### TASK TO COMPLETE
The number of lines below holding the string "MockCluster" is the only answer wanted.

### INPUT DATA
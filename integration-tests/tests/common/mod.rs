use axum::extract::{Path, State};
use axum::http::{StatusCode, Uri};
use axum::response::{IntoResponse, Response};
use axum::routing::{get, post};
use axum::{Json, Router};
use netrunner_core::{K8sBackendConfig, K8sNodeConfig, NodeBackendConfig, NodeConfig, OrchestratorConfig};
use serde_json::{json, Value};
use std::collections::{HashMap, HashSet};
use std::sync::{Arc, Mutex};

pub const TEST_GENESIS: &str = r#"{"networkID": 9999, "allocations": [], "startTime": 1630987200}"#;

/// How a mocked node answers `/ext/health`.
#[derive(Debug, Clone, Copy)]
pub enum Health {
    /// 503 for the first n probes, 200 afterwards
    After(usize),
    Never,
}

#[derive(Default)]
struct ClusterState {
    created: Mutex<Vec<(String, Value)>>,
    deleted: Mutex<Vec<String>>,
    health: Mutex<HashMap<String, Health>>,
    probes: Mutex<HashMap<String, usize>>,
    rejected: Mutex<HashSet<String>>,
}

/// In-process stand-in for an orchestration API server plus the HTTP APIs of
/// the nodes it runs. Node APIs are served under `/nodes/{name}`.
pub struct MockCluster {
    pub port: u16,
    state: Arc<ClusterState>,
    server: tokio::task::JoinHandle<()>,
}

impl MockCluster {
    pub async fn start() -> Self {
        let state = Arc::new(ClusterState::default());

        let app = Router::new()
            .route("/api/:version/namespaces/:ns/:plural", post(create_resource))
            .route(
                "/api/:version/namespaces/:ns/:plural/:name",
                axum::routing::delete(delete_resource),
            )
            .route(
                "/apis/:group/:version/namespaces/:ns/:plural",
                post(create_resource),
            )
            .route(
                "/apis/:group/:version/namespaces/:ns/:plural/:name",
                axum::routing::delete(delete_resource),
            )
            .route("/nodes/:name/ext/health", get(node_health))
            .route("/nodes/:name/ext/info", post(node_info))
            .with_state(state.clone());

        let listener = tokio::net::TcpListener::bind("127.0.0.1:0")
            .await
            .expect("Failed to bind mock cluster");
        let port = listener.local_addr().unwrap().port();

        let server = tokio::spawn(async move {
            axum::serve(listener, app).await.expect("Mock cluster failed");
        });

        Self {
            port,
            state,
            server,
        }
    }

    pub fn url(&self) -> String {
        format!("http://127.0.0.1:{}", self.port)
    }

    /// Backend config pointing both the API server and node APIs at this mock.
    pub fn backend_config(&self) -> K8sBackendConfig {
        let mut config = K8sBackendConfig::new(self.url());
        config.node_api_template = format!("{}/nodes/{{name}}", self.url());
        config.request_timeout_ms = 1_000;
        config
    }

    pub fn set_health(&self, name: &str, health: Health) {
        self.state
            .health
            .lock()
            .unwrap()
            .insert(name.to_string(), health);
    }

    pub fn reject(&self, name: &str) {
        self.state.rejected.lock().unwrap().insert(name.to_string());
    }

    /// (request path, body) of every accepted create, in arrival order.
    pub fn created(&self) -> Vec<(String, Value)> {
        self.state.created.lock().unwrap().clone()
    }

    pub fn created_names(&self) -> Vec<String> {
        self.created()
            .iter()
            .map(|(_, body)| body["metadata"]["name"].as_str().unwrap_or_default().to_string())
            .collect()
    }

    pub fn deleted(&self) -> Vec<String> {
        self.state.deleted.lock().unwrap().clone()
    }
}

impl Drop for MockCluster {
    fn drop(&mut self) {
        self.server.abort();
    }
}

async fn create_resource(
    State(state): State<Arc<ClusterState>>,
    uri: Uri,
    Json(body): Json<Value>,
) -> Response {
    let name = body["metadata"]["name"].as_str().unwrap_or_default().to_string();

    if state.rejected.lock().unwrap().contains(&name) {
        let status = json!({
            "kind": "Status",
            "apiVersion": "v1",
            "status": "Failure",
            "message": format!("avalanchegos \"{}\" already exists", name),
            "reason": "AlreadyExists",
            "code": 409
        });
        return (StatusCode::CONFLICT, Json(status)).into_response();
    }

    state
        .created
        .lock()
        .unwrap()
        .push((uri.path().to_string(), body.clone()));
    (StatusCode::CREATED, Json(body)).into_response()
}

async fn delete_resource(State(state): State<Arc<ClusterState>>, uri: Uri) -> StatusCode {
    state.deleted.lock().unwrap().push(uri.path().to_string());
    StatusCode::OK
}

async fn node_health(
    State(state): State<Arc<ClusterState>>,
    Path(name): Path<String>,
) -> StatusCode {
    let probes = {
        let mut probes = state.probes.lock().unwrap();
        let count = probes.entry(name.clone()).or_insert(0);
        *count += 1;
        *count
    };

    let health = state.health.lock().unwrap().get(&name).copied();
    match health {
        Some(Health::After(n)) if probes > n => StatusCode::OK,
        _ => StatusCode::SERVICE_UNAVAILABLE,
    }
}

async fn node_info(Path(name): Path<String>, Json(req): Json<Value>) -> Json<Value> {
    assert_eq!(req["method"], "info.getNodeID");
    Json(json!({
        "jsonrpc": "2.0",
        "id": req["id"],
        "result": {"nodeID": format!("NodeID-{}", name)}
    }))
}

pub fn k8s_node(name: &str, is_beacon: bool, identifier: &str) -> NodeConfig {
    NodeConfig {
        name: name.to_string(),
        is_beacon,
        config_file: r#"{"network-peer-list-gossip-frequency": "250ms", "network-max-reconnect-delay": "1s"}"#
            .to_string(),
        staking_key: "fooKey".to_string(),
        staking_cert: "fooCert".to_string(),
        backend: NodeBackendConfig::K8s(K8sNodeConfig {
            api_version: "v1".to_string(),
            identifier: identifier.to_string(),
            image: "avaplatform/avalanchego".to_string(),
            kind: "Avalanchego".to_string(),
            namespace: "test01".to_string(),
            tag: "v1.10.0".to_string(),
        }),
    }
}

pub fn fast_orchestrator() -> OrchestratorConfig {
    OrchestratorConfig {
        poll_interval_ms: 20,
        attempt_timeout_ms: 500,
        startup_timeout_ms: 1_500,
        monitor_interval_ms: 50,
    }
}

### RESULT FOR THIS EXERCISE
3